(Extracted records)
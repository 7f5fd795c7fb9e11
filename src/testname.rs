//! Naming helpers for test files, hook records, and generated tasks.
//!
//! Historical statistics identify tests by the file path they were run
//! from, which may use either path separator depending on the host that
//! produced them. Hooks are reported under `<test_name>:<hook_name>`, where
//! `test_name` is the short name (basename without extension) of the test
//! the hook ran around.
//!
//! # Example
//!
//! ```
//! use suitesplit::testname::{name_generated_task, normalize_test_file, split_hook_name};
//!
//! assert_eq!(normalize_test_file("jstests\\core\\find.js"), "jstests/core/find.js");
//! assert_eq!(split_hook_name("find:CleanEveryN"), Some(("find", "CleanEveryN")));
//! assert_eq!(name_generated_task("core", 3, 12, Some("linux")), "core_03_linux");
//! ```

use std::path::Path;

/// Separator between the test name and hook name in hook records.
const HOOK_DELIMITER: char = ':';

/// Normalizes a test file reported by Windows or POSIX hosts to `/` separators.
pub fn normalize_test_file(test_file: &str) -> String {
    test_file.replace('\\', "/")
}

/// Splits a hook record into `(test_name, hook_name)`.
///
/// Returns `None` if the record is not a hook.
pub fn split_hook_name(hook_file: &str) -> Option<(&str, &str)> {
    hook_file.split_once(HOOK_DELIMITER)
}

/// Returns the short name a test is known by in hook records.
///
/// This is the basename of the test file without its extension, so
/// `jstests/core/find.js` becomes `find`.
pub fn short_name_from_test_file(test_file: &str) -> String {
    let normalized = normalize_test_file(test_file);
    Path::new(&normalized)
        .file_stem()
        .map(|stem| stem.to_string_lossy().into_owned())
        .unwrap_or(normalized)
}

/// Builds the name of a generated sub-suite or sub-task.
///
/// The index is zero-padded to the number of digits needed for
/// `total_tasks` so names sort in generation order. An optional variant is
/// appended as a suffix.
pub fn name_generated_task(
    parent_name: &str,
    task_index: usize,
    total_tasks: usize,
    variant: Option<&str>,
) -> String {
    let width = index_width(total_tasks);
    let suffix = variant.map(|v| format!("_{}", v)).unwrap_or_default();
    format!("{}_{:0width$}{}", parent_name, task_index, suffix, width = width)
}

/// Smallest `w` with `10^w >= total`, i.e. `ceil(log10(total))`.
fn index_width(total: usize) -> usize {
    let mut width = 0;
    let mut bound: usize = 1;
    while bound < total {
        bound = bound.saturating_mul(10);
        width += 1;
    }
    width
}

ASSIGNMENT
Return only the lines between the one holding "const HOOK_DELIMITER: char = ':';" and the one holding "let suffix = variant.map(|v|", inclusive, exactly as they appear above.

COMPLETED EXERCISE
const HOOK_DELIMITER: char = ':';

/// Normalizes a test file reported by Windows or POSIX hosts to `/` separators.
pub fn normalize_test_file(test_file: &str) -> String {
    test_file.replace('\\', "/")
}

/// Splits a hook record into `(test_name, hook_name)`.
///
/// Returns `None` if the record is not a hook.
pub fn split_hook_name(hook_file: &str) -> Option<(&str, &str)> {
    hook_file.split_once(HOOK_DELIMITER)
}

/// Returns the short name a test is known by in hook records.
///
/// This is the basename of the test file without its extension, so
/// `jstests/core/find.js` becomes `find`.
pub fn short_name_from_test_file(test_file: &str) -> String {
    let normalized = normalize_test_file(test_file);
    Path::new(&normalized)
        .file_stem()
        .map(|stem| stem.to_string_lossy().into_owned())
        .unwrap_or(normalized)
}

/// Builds the name of a generated sub-suite or sub-task.
///
/// The index is zero-padded to the number of digits needed for
/// `total_tasks` so names sort in generation order. An optional variant is
/// appended as a suffix.
pub fn name_generated_task(
    parent_name: &str,
    task_index: usize,
    total_tasks: usize,
    variant: Option<&str>,
) -> String {
    let width = index_width(total_tasks);
    let suffix = variant.map(|v| format!("_{}", v)).unwrap_or_default();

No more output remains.